Last October, the FCC adopted a rule that limits what your internet service provider — home or mobile — can do with your private data. At the time, the rule was contentious, with two FCC commissioners dissenting volubly. One of those two commissioners, Ajit Pai, is now FCC Chairman, and he’s announced his plan to stop the privacy rule from taking effect because he thinks it’s not fair to pick on the Comcasts and Charters of the world.
The rule basically splits up data into two big buckets: opt-in and opt-out.
Any data deemed “sensitive,” like your geographic location, web browsing history, app usage history, and the content of your communications, is in the opt-in bucket. That doesn’t mean that an ISP can’t sell, trade, or use it, but it does mean that it has to get your explicit permission to do so first.
Anything that isn’t on the specific list of opt-in data is opt-out data: Your ISP can use it as it wishes, but has to have a mechanism available where you can choose not to have it sold or traded for advertising purposes.
Under the rule, anonymized, aggregated data can still be used and shared outside of either the opt-in or opt-out schemes — and pay-for-privacy deals, like the one AT&T tried with its gigabit customers for several months, are still totally fine.
Despite the rule creating a great deal of room for ISPs to continue benefitting financially from your data, however, the large providers have always hated the rule. Since the new administration took charge on Jan. 20, ISPs and their trade groups have lobbied Congress to reverse the rule through use of the Congressional Review Act, and have also petitioned the FCC directly to open a new procedure for reconsidering it.
The new leadership at the Commission is clearly sympathetic to this position, and is calling on the FCC to vote on effecting a stay on a specific section of the rule — relating to data security and data breach notification — by March 2.
An FCC spokesperson tells Consumerist that Pai “believes that the best way to protect the online privacy of American consumers is through a comprehensive and uniform regulatory framework. All actors in the online space should be subject to the same rules, and the federal government shouldn’t favor one set of companies over another.”
That’s a reference to ISPs perennial complaint that it’s unfair for the FCC to regulate them while major “edge providers” — internet companies like Facebook, Amazon, and Google — are regulated by the FTC, instead.
Pai and fellow commissioner Michael O’Rielly have long rallied around this cry. When the FCC adopted the privacy rule last year, Pai appealed to the FTC’s “technology-neutral framework for online privacy,” saying it applies to everyone: “It did not matter whether an edge provider or internet service provider obtained your data.”
However, the law actually splits oversight authority between the two agencies.
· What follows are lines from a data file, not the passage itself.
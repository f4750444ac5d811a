//! `WorkQueue` — unordered set of agents undergoing a time-bounded process.
//!
//! # Why an indexed set
//!
//! Agents leave a queue from arbitrary positions (detection, recovery,
//! death).  A plain `Vec` would make each removal O(len).  `WorkQueue` keeps
//! the members in a dense `Vec<CellId>` plus an `FxHashMap` from member to
//! slot, so `push`, `remove` and `contains` are all O(1): removal swaps the
//! last member into the vacated slot.
//!
//! Member order is therefore not stable across removals.  Progression passes
//! iterate a [`snapshot`][WorkQueue::snapshot] taken at the start of the pass,
//! which visits every member present at that moment exactly once regardless
//! of the pushes and removals the pass itself triggers.

use rustc_hash::FxHashMap;

use ca_core::{CellId, Status};

/// An unordered, duplicate-free collection of `CellId`s.
#[derive(Default, Debug)]
pub struct WorkQueue {
    members: Vec<CellId>,
    slots:   FxHashMap<CellId, usize>,
}

impl WorkQueue {
    pub fn new() -> Self {
        Self::default()
    }

    /// Add `cell`.  Returns `false` (and changes nothing) if it is already a
    /// member.
    pub fn push(&mut self, cell: CellId) -> bool {
        if self.slots.contains_key(&cell) {
            return false;
        }
        self.slots.insert(cell, self.members.len());
        self.members.push(cell);
        true
    }

    /// Remove `cell`.  Returns `false` if it was not a member.
    pub fn remove(&mut self, cell: CellId) -> bool {
        let Some(slot) = self.slots.remove(&cell) else {
            return false;
        };
        self.members.swap_remove(slot);
        if let Some(&moved) = self.members.get(slot) {
            self.slots.insert(moved, slot);
        }
        true
    }

    #[inline]
    pub fn contains(&self, cell: CellId) -> bool {
        self.slots.contains_key(&cell)
    }

    /// Copy of the current membership, for iteration while the queue mutates.
    pub fn snapshot(&self) -> Vec<CellId> {
        self.members.clone()
    }

    pub fn iter(&self) -> impl Iterator<Item = CellId> + '_ {
        self.members.iter().copied()
    }

    pub fn len(&self) -> usize {
        self.members.len()
    }

    pub fn is_empty(&self) -> bool {
        self.members.is_empty()
    }
}

/// The three work queues, one per queued [`Status`].
#[derive(Default, Debug)]
pub struct WorkQueues {
    pub infected: WorkQueue,
    pub detected: WorkQueue,
    pub immune:   WorkQueue,
}

impl WorkQueues {
    pub fn new() -> Self {
        Self::default()
    }

    /// The queue tracking `status`, or `None` for Susceptible and Dead.
    pub fn for_status(&self, status: Status) -> Option<&WorkQueue> {
        match status {
            Status::Infected => Some(&self.infected),
            Status::Detected => Some(&self.detected),
            Status::Immune   => Some(&self.immune),
            Status::Susceptible | Status::Dead => None,
        }
    }

    pub fn for_status_mut(&mut self, status: Status) -> Option<&mut WorkQueue> {
        match status {
            Status::Infected => Some(&mut self.infected),
            Status::Detected => Some(&mut self.detected),
            Status::Immune   => Some(&mut self.immune),
            Status::Susceptible | Status::Dead => None,
        }
    }

    /// Total membership across all three queues.
    pub fn len(&self) -> usize {
        self.infected.len() + self.detected.len() + self.immune.len()
    }

    pub fn is_empty(&self) -> bool {
        self.len() == 0
    }
}
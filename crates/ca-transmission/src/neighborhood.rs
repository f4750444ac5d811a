//! Moore neighbourhood enumeration.

use ca_core::Coord;

/// Offsets of the eight king-move neighbours, row-major.
const MOORE: [(i32, i32); 8] = [
    (-1, -1), (-1, 0), (-1, 1),
    ( 0, -1),          ( 0, 1),
    ( 1, -1), ( 1, 0), ( 1, 1),
];

/// The up-to-eight cells adjacent to `center` on a `size × size` grid.
///
/// Cells outside the grid are skipped, not wrapped: a corner has three
/// neighbours, an edge cell five.
pub fn neighbors(size: u32, center: Coord) -> impl Iterator<Item = Coord> {
    MOORE
        .iter()
        .map(move |&(d_row, d_col)| center.offset(d_row, d_col))
        .filter(move |c| c.in_bounds(size))
}
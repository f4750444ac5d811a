//! `ca-sim` — day loop orchestrator for the rust_ca simulator.
//!
//! # Day loop
//!
//! ```text
//! seed initial infections
//! while day < config.max_days && infected queue non-empty:
//!   ① snapshot the infected, detected and immune queues
//!   ② infected pass — pending → inert; detection; removal; or spreading
//!   ③ detected pass — early cure; or removal (death / immunity)
//!   ④ immune pass   — immunity expiry back to susceptible
//!   day += 1
//! ```
//!
//! Every agent present in a queue when the day starts is visited exactly
//! once, and no agent changes status more than once per day.
//!
//! # Quick-start
//!
//! ```rust,ignore
//! use ca_core::SimConfig;
//! use ca_sim::{NoopObserver, SimBuilder};
//!
//! let config = SimConfig::new(200, 10, 3, 42);
//! let mut sim = SimBuilder::new(config).build()?;
//! let report = sim.run(&mut NoopObserver)?;
//! println!("{} dead after {} days", report.counts.dead, report.day);
//! ```

pub mod builder;
pub mod error;
pub mod observer;
pub mod progression;
pub mod report;
pub mod sim;


pub use builder::SimBuilder;
pub use error::{SimError, SimResult};
pub use observer::{NoopObserver, SimObserver};
pub use progression::DayStats;
pub use report::{SimReport, Termination};
pub use sim::Sim;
The FTC cannot enforce its rules and guidelines over businesses considered common carriers under Title II of the Communications Act — which, thanks to net neutrality, now includes broadband providers.
We saw that in action when a court threw out an FTC action against AT&T last year. (That court ruling created a huge enforcement gap, the FTC argues, and it’s petitioning the court to re-hear its case.)
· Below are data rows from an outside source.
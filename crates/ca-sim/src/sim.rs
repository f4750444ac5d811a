//! The `Sim` struct and its day loop.

use tracing::{debug, trace, warn};

use ca_core::{Coord, SeedMode, SimConfig, SimRng, Status};
use ca_grid::Population;
use ca_transmission::Spreader;

use crate::progression::{progress_day, DayStats};
use crate::{SimError, SimObserver, SimReport, SimResult};

/// The main simulation runner.
///
/// `Sim` exclusively owns the grid, the three work queues, the counters and
/// the generator for the whole run.  Create via
/// [`SimBuilder`][crate::SimBuilder].
pub struct Sim {
    /// Run configuration (grid size, day limit, rates, …).
    pub config: SimConfig,

    /// Days simulated so far.
    pub day: u32,

    /// The single generator every draw of the run comes from.
    pub rng: SimRng,

    /// Grid + queues + counters.
    pub population: Population,

    /// Transmission rules derived from `config`.
    pub spreader: Spreader,
}

impl Sim {
    // ── Public API ────────────────────────────────────────────────────────

    /// Run until `config.max_days` days have been simulated or no infected
    /// agent remains, whichever comes first.
    ///
    /// Calls observer hooks at every day boundary.  Use
    /// [`NoopObserver`][crate::NoopObserver] if you don't need callbacks.
    pub fn run<O: SimObserver>(&mut self, observer: &mut O) -> SimResult<SimReport> {
        while self.day < self.config.max_days && !self.population.queues().infected.is_empty() {
            self.step_day(observer)?;
        }

        let report = self.report();
        debug!(
            day = report.day,
            termination = %report.termination,
            "simulation finished"
        );
        observer.on_sim_end(&report);
        Ok(report)
    }

    /// Step exactly `n` days, ignoring both termination conditions.
    ///
    /// Useful for tests and incremental stepping.
    pub fn run_days<O: SimObserver>(&mut self, n: u32, observer: &mut O) -> SimResult<()> {
        for _ in 0..n {
            self.step_day(observer)?;
        }
        Ok(())
    }

    /// Snapshot of the configuration echo and the current counters.
    pub fn report(&self) -> SimReport {
        SimReport::new(
            &self.config,
            self.day,
            *self.population.counts(),
            self.population.queues().infected.is_empty(),
        )
    }

    // ── Seeding ───────────────────────────────────────────────────────────

    /// Infect `count` agents at uniformly drawn coordinates.
    ///
    /// With [`SeedMode::Distinct`] a draw that lands on an already infected
    /// (or otherwise non-susceptible) cell is redrawn, so exactly `count`
    /// agents are seeded.  A `count` above the number of susceptible cells
    /// is capped there, which infects the whole grid.  With
    /// [`SeedMode::WithReplacement`] such a draw is skipped.  Returns the
    /// number of agents actually seeded.
    pub fn seed_random(&mut self, count: u32, mode: SeedMode) -> SimResult<u32> {
        let available = self.population.counts().susceptible;
        let mut count = count;
        if mode == SeedMode::Distinct && count as u64 > available {
            warn!(
                requested = count,
                available,
                "more initial infections than susceptible cells, capping"
            );
            count = available as u32;
        }

        let size = self.config.grid_size as i32;
        let mut seeded = 0;
        let mut draws = 0;
        while draws < count {
            let coord = Coord::new(self.rng.gen_range(0..size), self.rng.gen_range(0..size));
            let cell = self.population.grid().id_of(coord);
            if self.population.status(cell) == Status::Susceptible {
                self.population.seed(cell)?;
                seeded += 1;
                draws += 1;
            } else if mode == SeedMode::WithReplacement {
                debug!(%coord, "repeat seed coordinate skipped");
                draws += 1;
            }
        }

        debug!(requested = count, seeded, ?mode, "initial infections seeded");
        Ok(seeded)
    }

    /// Infect the agent at `coord` before the run starts.
    pub fn seed_at(&mut self, coord: Coord) -> SimResult<()> {
        if !self.population.grid().contains(coord) {
            return Err(SimError::SeedOutOfBounds(coord));
        }
        let cell = self.population.grid().id_of(coord);
        self.population.seed(cell)?;
        Ok(())
    }

    // ── Core day processing ───────────────────────────────────────────────

    fn step_day<O: SimObserver>(&mut self, observer: &mut O) -> SimResult<DayStats> {
        let day = self.day;
        observer.on_day_start(day);

        let stats = progress_day(
            &mut self.population,
            &self.spreader,
            &self.config.params,
            &mut self.rng,
        )?;

        let counts = *self.population.counts();
        trace!(
            day,
            susceptible = counts.susceptible,
            infected = counts.infected,
            detected = counts.detected,
            immune = counts.immune,
            dead = counts.dead,
            infection_attempts = stats.infection_attempts,
            new_infections = stats.new_infections,
            "day complete"
        );
        observer.on_day_end(day, &counts, &stats);

        self.day += 1;
        Ok(stats)
    }
}
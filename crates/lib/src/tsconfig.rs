//! Project configuration loading and conflict detection.
//!
//! The pipeline always forces declaration-only emission into its own output
//! directory, so options in the project's `tsconfig.json` that steer emission
//! can silently diverge from what the caller expects. This module loads the
//! config as relaxed JSON (comments, trailing commas) and reports any such
//! options as one advisory warning. Only a missing config file is fatal; an
//! unparseable one merely downgrades confidence.

use std::path::Path;

use serde::Deserialize;
use serde_json::{Map, Value};
use tracing::debug;

use crate::error::BuildError;
use crate::report::Reporter;
use crate::util::paths;

pub const CONFLICT_NO_EMIT: &str = "compilerOptions.noEmit";
pub const CONFLICT_EMIT_DECLARATION_ONLY: &str = "compilerOptions.emitDeclarationOnly";
pub const CONFLICT_DECLARATION_DIR: &str = "compilerOptions.declarationDir";
pub const CONFLICT_OUT_DIR: &str = "compilerOptions.outDir";

/// The subset of a tsconfig file the pipeline inspects.
///
/// `compilerOptions` stays a raw JSON map rather than a typed struct: the
/// emission keys conflict when they are present with any value at all, `null`
/// and `false` included, so detection works on key presence.
#[derive(Debug, Default, Deserialize)]
pub struct TsConfig {
  #[serde(rename = "compilerOptions")]
  pub compiler_options: Option<Map<String, Value>>,
}

/// Inspect the project config at `root`/`project` for options that conflict
/// with the pipeline-forced flags.
///
/// Fatal only when the config file is missing. Parse failures and detected
/// conflicts are reported through the sink and the build continues.
pub fn inspect(
  root: &Path,
  project: &str,
  output: &Path,
  reporter: &dyn Reporter,
) -> Result<(), BuildError> {
  let tsconfig = root.join(project);

  if !tsconfig.exists() {
    return Err(BuildError::ConfigMissing { project: project.to_string() });
  }

  let parsed = std::fs::read_to_string(&tsconfig)
    .map_err(|e| e.to_string())
    .and_then(|text| json5::from_str::<TsConfig>(&text).map_err(|e| e.to_string()));

  let config = match parsed {
    Ok(config) => config,
    Err(reason) => {
      debug!(path = %tsconfig.display(), %reason, "tsconfig parse failed");
      reporter.warn(&format!("Couldn't parse '{}'. There might be validation errors.", project));
      return Ok(());
    }
  };

  let conflicts = find_conflicts(&config, root, output);

  if !conflicts.is_empty() {
    let listed = conflicts.iter().fold(String::new(), |acc, key| acc + "\n- " + key);
    reporter.warn(&format!(
      "Found following options in the config file which can conflict with the CLI options. \
       Please remove them from {}:{}",
      project, listed
    ));
  }

  Ok(())
}

/// Collect the dotted names of options set in `config` that collide with the
/// flags the pipeline forces on the invocation.
pub fn find_conflicts(config: &TsConfig, root: &Path, output: &Path) -> Vec<&'static str> {
  let mut conflicts = Vec::new();

  let Some(options) = &config.compiler_options else {
    return conflicts;
  };

  // Present with any value, including `null` and `false`, overrides the
  // forced flag.
  if options.contains_key("noEmit") {
    conflicts.push(CONFLICT_NO_EMIT);
  }

  if options.contains_key("emitDeclarationOnly") {
    conflicts.push(CONFLICT_EMIT_DECLARATION_ONLY);
  }

  if options.get("declarationDir").is_some_and(is_truthy) {
    conflicts.push(CONFLICT_DECLARATION_DIR);
  }

  if let Some(out_dir) = options.get("outDir") {
    if is_truthy(out_dir) {
      // A truthy non-string can never name the pipeline's output directory.
      let matches_output = match out_dir {
        Value::String(dir) => {
          paths::canonical_or_normalized(&root.join(dir))
            == paths::canonical_or_normalized(output)
        }
        _ => false,
      };

      if !matches_output {
        conflicts.push(CONFLICT_OUT_DIR);
      }
    }
  }

  conflicts
}

/// JavaScript-style truthiness for loosely typed option values.
fn is_truthy(value: &Value) -> bool {
  match value {
    Value::Null => false,
    Value::Bool(b) => *b,
    Value::Number(n) => n.as_f64().is_some_and(|f| f != 0.0),
    Value::String(s) => !s.is_empty(),
    Value::Array(_) | Value::Object(_) => true,
  }
}
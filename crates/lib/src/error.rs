//! Error types for the declaration build pipeline.
//!
//! The pipeline keeps a structured taxonomy internally so each failing step
//! can be identified, but the public `build` entry point collapses every
//! fatal cause into the single `BuildFailed` variant after reporting the
//! detailed cause through the sink. Callers should treat any error as
//! "target failed" rather than branching on the variant.

use std::path::Path;

use thiserror::Error;

/// Errors that can occur while building definition files.
#[derive(Debug, Error)]
pub enum BuildError {
  /// No config file exists at the resolved project path.
  #[error("Couldn't find a {project} in the project root.")]
  ConfigMissing { project: String },

  /// No usable tsc executable was found after exhausting the fallback order.
  #[error("{message}")]
  ToolchainNotFound { message: String },

  /// The compiler subprocess exited with a nonzero status.
  #[error("The tsc process exited with code {code:?}.")]
  CompilationFailed {
    code: Option<i32>,
    /// Combined stdout/stderr captured during the invocation.
    captured: String,
  },

  /// I/O error during the pipeline.
  #[error("io error: {0}")]
  Io(#[from] std::io::Error),

  /// Terminal error every fatal cause collapses into at the public boundary.
  #[error("Failed to build definition files.")]
  BuildFailed,
}

impl BuildError {
  /// Message for an explicit `tsc` override path that does not exist.
  pub(crate) fn explicit_toolchain_missing(path: &Path) -> Self {
    BuildError::ToolchainNotFound {
      message: format!(
        "The tsc binary doesn't seem to be installed at {}. Please specify the correct path in \
         options or remove it to use the workspace's version.",
        path.display()
      ),
    }
  }

  /// Message for the exhausted fallback chain (local install and $PATH).
  pub(crate) fn toolchain_exhausted() -> Self {
    BuildError::ToolchainNotFound {
      message: "The tsc binary doesn't seem to be installed under node_modules or present in \
                $PATH. Make sure you have added typescript to your devDependencies or specify \
                the tsc option for typescript."
        .to_string(),
    }
  }
}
Pai, though, continues to advocate “returning to a technology-neutral privacy framework for the online world and harmonizing the FCC’s privacy rules for broadband providers with the FTC’s standards for others in the digital economy,” the spokesperson says, adding that “unfortunately,” the privacy rule slated to go into effect on March 2 is “not consistent with the FTC’s privacy standards.”
To that end, Pai will act on a request to stay the data security part of the rule before March 2. If commissioners Michael O’Rielly and Mignon Clyburn agree to vote on it by March 2, then the full commission vote will determine the fate of the stay request. If not, the FCC spokesperson says, then one of the commission’s bureaus will stay that element of the privacy rule, pending a later full Commission vote on the industry’s petition to reconsider the rules.
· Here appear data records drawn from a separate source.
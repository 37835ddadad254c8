//! Ordered fallback resolution of the TypeScript compiler executable.
//!
//! Library packages get built inside arbitrarily-configured workspaces:
//! different package managers, monorepos with hoisted binaries, or machines
//! that only have a global install. Resolution therefore walks an ordered
//! chain of candidate strategies and stops at the first candidate that exists
//! on disk:
//! 1. an explicit override from the request (no fallback if it is missing),
//! 2. the location reported by the active package manager,
//! 3. the conventional `node_modules/.bin` path,
//! 4. a globally installed `tsc` on `$PATH` (reported as a warning, since the
//!    project is relying on a dependency it does not declare).

use std::env;
use std::ffi::OsString;
use std::path::{Path, PathBuf};
use std::process::Command;

use tracing::debug;

use crate::error::BuildError;
use crate::report::Reporter;

/// Resolution strategy that produced a toolchain path.
#[derive(Debug, Clone, Copy, PartialEq, Eq)]
pub enum Provenance {
  Explicit,
  PackageManager,
  Conventional,
  Global,
}

/// A resolved compiler executable.
#[derive(Debug, Clone)]
pub struct Toolchain {
  pub path: PathBuf,
  pub provenance: Provenance,
}

/// Package manager that launched the surrounding build.
#[derive(Debug, Clone, Copy, PartialEq, Eq)]
pub enum PackageManager {
  Npm,
  Yarn,
}

impl PackageManager {
  /// Detect the active package manager from `npm_execpath`, which npm and
  /// yarn both set to their own executable for every script they run.
  pub fn detect() -> Self {
    Self::from_execpath(env::var_os("npm_execpath"))
  }

  fn from_execpath(execpath: Option<OsString>) -> Self {
    let is_yarn = execpath
      .map(PathBuf::from)
      .and_then(|p| p.file_name().map(|n| n.to_string_lossy().contains("yarn")))
      .unwrap_or(false);

    if is_yarn { PackageManager::Yarn } else { PackageManager::Npm }
  }
}

type Strategy<'a> = &'a dyn Fn(&Path) -> Option<(PathBuf, Provenance)>;

/// Resolve a usable `tsc` executable for the project at `root`.
///
/// An explicit override is resolved relative to the root and is final: if it
/// does not exist, resolution fails without trying anything else.
pub fn resolve(
  root: &Path,
  tsc_override: Option<&Path>,
  reporter: &dyn Reporter,
) -> Result<Toolchain, BuildError> {
  if let Some(explicit) = tsc_override {
    let path = root.join(explicit);
    if path.exists() {
      debug!(path = %path.display(), "using explicit tsc override");
      return Ok(Toolchain { path, provenance: Provenance::Explicit });
    }
    return Err(BuildError::explicit_toolchain_missing(&path));
  }

  resolve_chain(root, &[&package_manager_bin, &conventional_bin, &global_bin], reporter)
}

/// Walk the strategy chain, short-circuiting on the first candidate that
/// exists on disk. New strategies append to the chain without touching the
/// existing ones.
fn resolve_chain(
  root: &Path,
  strategies: &[Strategy],
  reporter: &dyn Reporter,
) -> Result<Toolchain, BuildError> {
  for strategy in strategies {
    let Some((path, provenance)) = strategy(root) else {
      continue;
    };

    if !path.exists() {
      debug!(path = %path.display(), ?provenance, "candidate does not exist, trying next");
      continue;
    }

    if provenance == Provenance::Global {
      reporter.warn(
        "Failed to locate 'tsc' in the workspace. Falling back to the globally installed \
         version. Consider adding typescript to your devDependencies or specifying the tsc \
         option for the typescript target.",
      );
    }

    debug!(path = %path.display(), ?provenance, "resolved tsc");
    return Ok(Toolchain { path, provenance });
  }

  Err(BuildError::toolchain_exhausted())
}

/// Ask the active package manager where it installed `tsc`.
///
/// Returns `None` when the query itself fails for any reason, letting the
/// chain fall through to the conventional install path.
fn package_manager_bin(root: &Path) -> Option<(PathBuf, Provenance)> {
  let path = match PackageManager::detect() {
    PackageManager::Yarn => {
      let output = Command::new("yarn").args(["bin", "tsc"]).current_dir(root).output().ok()?;
      if !output.status.success() {
        return None;
      }
      PathBuf::from(String::from_utf8_lossy(&output.stdout).trim())
    }
    PackageManager::Npm => {
      let output = Command::new("npm").arg("bin").current_dir(root).output().ok()?;
      if !output.status.success() {
        return None;
      }
      PathBuf::from(String::from_utf8_lossy(&output.stdout).trim()).join("tsc")
    }
  };

  Some((with_platform_suffix(path), Provenance::PackageManager))
}

/// The conventional local dependency install path.
fn conventional_bin(root: &Path) -> Option<(PathBuf, Provenance)> {
  let path = root.join("node_modules").join(".bin").join("tsc");
  Some((with_platform_suffix(path), Provenance::Conventional))
}

/// Last resort: search the process's `$PATH`.
fn global_bin(_root: &Path) -> Option<(PathBuf, Provenance)> {
  which::which("tsc").ok().map(|path| (path, Provenance::Global))
}

/// On Windows, npm-installed binaries are `.cmd` shims.
#[cfg(windows)]
fn with_platform_suffix(path: PathBuf) -> PathBuf {
  if path.extension().is_some_and(|ext| ext.eq_ignore_ascii_case("cmd")) {
    return path;
  }
  let mut shim = path.into_os_string();
  shim.push(".cmd");
  PathBuf::from(shim)
}

#[cfg(not(windows))]
fn with_platform_suffix(path: PathBuf) -> PathBuf {
  path
}
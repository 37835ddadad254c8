//! Shared utilities for dtsbuild-lib.

pub mod paths;
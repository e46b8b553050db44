use crate::error::{GlossaryError, Result};
use askama::Template;
use std::fs::File;
use std::io::{BufWriter, Write};
use std::path::{Path, PathBuf};

pub const INDEX_FILE: &str = "index.html";
pub const DEFAULT_INDEX_TITLE: &str = "Sample Glossary";

// Definitions are already cross-linked markup, so nothing is escaped.
#[derive(Template)]
#[template(
    source = r#"<html>
<head>
<title>{{ term }}</title>
</head>
<body>
<h1 style="color:red;"><i>{{ term }}</i></h1>
<p>{{ definition }}</p>
<hr>
<p>Return to <a href="index.html">Index</a></p>
</body>
</html>"#,
    ext = "html",
    escape = "none"
)]
struct TermTemplate<'a> {
    term: &'a str,
    definition: &'a str,
}

#[derive(Template)]
#[template(
    source = r#"<html>
<head>
<title>{{ title }}</title>
</head>
<body>
<h2>{{ title }}</h2>
<hr>
<h3>Index</h3>
<ul>
{% for term in terms -%}
<li><a href="{{ term }}.html">{{ term }}</a></li>
{% endfor -%}
</ul>
</body>
</html>"#,
    ext = "html",
    escape = "none"
)]
struct IndexTemplate<'a> {
    title: &'a str,
    terms: &'a [&'a str],
}

pub fn term_file_name(term: &str) -> String {
    format!("{term}.html")
}

/// Renders the page for one term. `linked_definition` is inserted verbatim.
pub fn render_term_page(term: &str, linked_definition: &str) -> Result<String> {
    TermTemplate {
        term,
        definition: linked_definition,
    }
    .render()
    .map_err(|source| GlossaryError::Render {
        page: term_file_name(term),
        source,
    })
}

/// Renders the index page; `sorted_terms` are listed in the order given.
pub fn render_index_page(title: &str, sorted_terms: &[&str]) -> Result<String> {
    IndexTemplate {
        title,
        terms: sorted_terms,
    }
    .render()
    .map_err(|source| GlossaryError::Render {
        page: INDEX_FILE.to_string(),
        source,
    })
}

/// `dir` + `/` + `file_name`. Unlike `Path::join`, a file name that looks
/// absolute still lands under `dir`.
pub fn page_path(dir: &Path, file_name: &str) -> PathBuf {
    let mut path = dir.as_os_str().to_owned();
    path.push("/");
    path.push(file_name);
    PathBuf::from(path)
}

/// Creates (or truncates) `dir/file_name` and writes `html` to it. The
/// directory must already exist. The file is closed before returning.
pub fn write_page(dir: &Path, file_name: &str, html: &str) -> Result<PathBuf> {
    let path = page_path(dir, file_name);
    let file = File::create(&path).map_err(|err| GlossaryError::io(&path, err))?;
    let mut writer = BufWriter::new(file);
    writer
        .write_all(html.as_bytes())
        .and_then(|_| writer.flush())
        .map_err(|err| GlossaryError::io(&path, err))?;
    Ok(path)
}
Either way, the stay is going to happen; if the Commission votes, the outcome is certain to be 2-1 in favor of the stay.
For what it’s worth, at the time the FCC voted to adopt the rule, then-FTC chair Edith Ramirez expressed her support for the action, saying that the FCC’s rule “will provide robust privacy protections, including protecting sensitive information such as consumers’ social security numbers, precise geolocation data, and content of communications, and requiring reasonable data security practices.”
However, Ramirez has since stepped down from the FTC. Commissioner Maureen Ohlhausen is currently Acting Chair, but has not given any indication of how the agency now feels about the FCC privacy rule.
Note: this story has been updated to clearer reflect which section of the rule is subject to the impending stay.